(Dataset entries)
------------------------------------------------------------

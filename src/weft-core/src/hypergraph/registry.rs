//! Entity registry.
//!
//! Allocates monotonically increasing identities and owns the entity stored
//! under each one. Deleted identities are never handed out again, so a stale
//! id held by a caller can only ever miss, never alias a newer entity.

use std::collections::BTreeMap;

use common_error::{WeftError, WeftResult};

use super::identifiers::EntityId;

/// Identity allocator and owner of per-entity values.
#[derive(Debug, Clone)]
pub struct Registry<I, T> {
    next: u64,
    entries: BTreeMap<I, T>,
}

impl<I: EntityId, T> Default for Registry<I, T> {
    fn default() -> Self {
        Self::new()
    }
}

impl<I: EntityId, T> Registry<I, T> {
    /// Create an empty registry.
    pub fn new() -> Self {
        Self {
            next: 0,
            entries: BTreeMap::new(),
        }
    }

    /// Allocate a fresh identity and store `value` under it.
    ///
    /// The value is built from the new id so entities can record their own
    /// identity.
    pub fn create_with(&mut self, value: impl FnOnce(I) -> T) -> I {
        let id = I::from_raw(self.next);
        self.next += 1;
        self.entries.insert(id, value(id));
        id
    }

    /// Whether `id` is currently registered.
    pub fn exists(&self, id: I) -> bool {
        self.entries.contains_key(&id)
    }

    pub fn get(&self, id: I) -> Option<&T> {
        self.entries.get(&id)
    }

    pub fn get_mut(&mut self, id: I) -> Option<&mut T> {
        self.entries.get_mut(&id)
    }

    /// Look up `id`, failing with `UnknownId` if it is not registered.
    pub fn lookup(&self, id: I) -> WeftResult<&T> {
        self.entries
            .get(&id)
            .ok_or_else(|| WeftError::unknown_id(I::KIND, id.raw()))
    }

    /// Mutable variant of [`lookup`](Self::lookup).
    pub fn lookup_mut(&mut self, id: I) -> WeftResult<&mut T> {
        self.entries
            .get_mut(&id)
            .ok_or_else(|| WeftError::unknown_id(I::KIND, id.raw()))
    }

    /// Fail with `UnknownId` unless `id` is registered.
    pub fn require(&self, id: I) -> WeftResult<()> {
        self.lookup(id).map(|_| ())
    }

    /// Delete `id` and return the value it owned.
    pub fn delete(&mut self, id: I) -> WeftResult<T> {
        self.entries
            .remove(&id)
            .ok_or_else(|| WeftError::unknown_id(I::KIND, id.raw()))
    }

    /// Number of live entries.
    pub fn len(&self) -> usize {
        self.entries.len()
    }

    pub fn is_empty(&self) -> bool {
        self.entries.is_empty()
    }

    /// Live identities in creation order.
    pub fn ids(&self) -> impl Iterator<Item = I> + '_ {
        self.entries.keys().copied()
    }

    /// Live entries in creation order.
    pub fn iter(&self) -> impl Iterator<Item = (I, &T)> + '_ {
        self.entries.iter().map(|(id, value)| (*id, value))
    }

    /// Number of identities allocated so far, including deleted ones.
    pub fn allocated(&self) -> u64 {
        self.next
    }
}
//! Read-only query surface over a hypergraph.

use super::{EdgeId, NodeId};

/// Read-only access to registered entities and their incidence.
///
/// Traversal and conversion algorithms are written against this trait so
/// they can only observe a hypergraph, never mutate it. Enumeration order of
/// `node_ids` and `edge_ids` is creation order; incident/member iteration
/// order is unspecified.
pub trait IncidenceView {
    /// Registered nodes in creation order.
    fn node_ids(&self) -> impl Iterator<Item = NodeId> + '_;

    /// Registered edges in creation order.
    fn edge_ids(&self) -> impl Iterator<Item = EdgeId> + '_;

    fn node_count(&self) -> usize;

    fn edge_count(&self) -> usize;

    fn contains_node(&self, node: NodeId) -> bool;

    fn contains_edge(&self, edge: EdgeId) -> bool;

    /// Edges incident to `node`; empty for an unknown node.
    fn incident_edges(&self, node: NodeId) -> impl Iterator<Item = EdgeId> + '_;

    /// Nodes contained in `edge`; empty for an unknown edge.
    fn member_nodes(&self, edge: EdgeId) -> impl Iterator<Item = NodeId> + '_;

    /// Weight of `edge`, `None` for an unknown edge.
    fn edge_weight(&self, edge: EdgeId) -> Option<f64>;
}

------------------------------------------------------------

• **Exercise brief**: The reply is a bare number: how many lines above include "trait".

• **Result for this task**: 2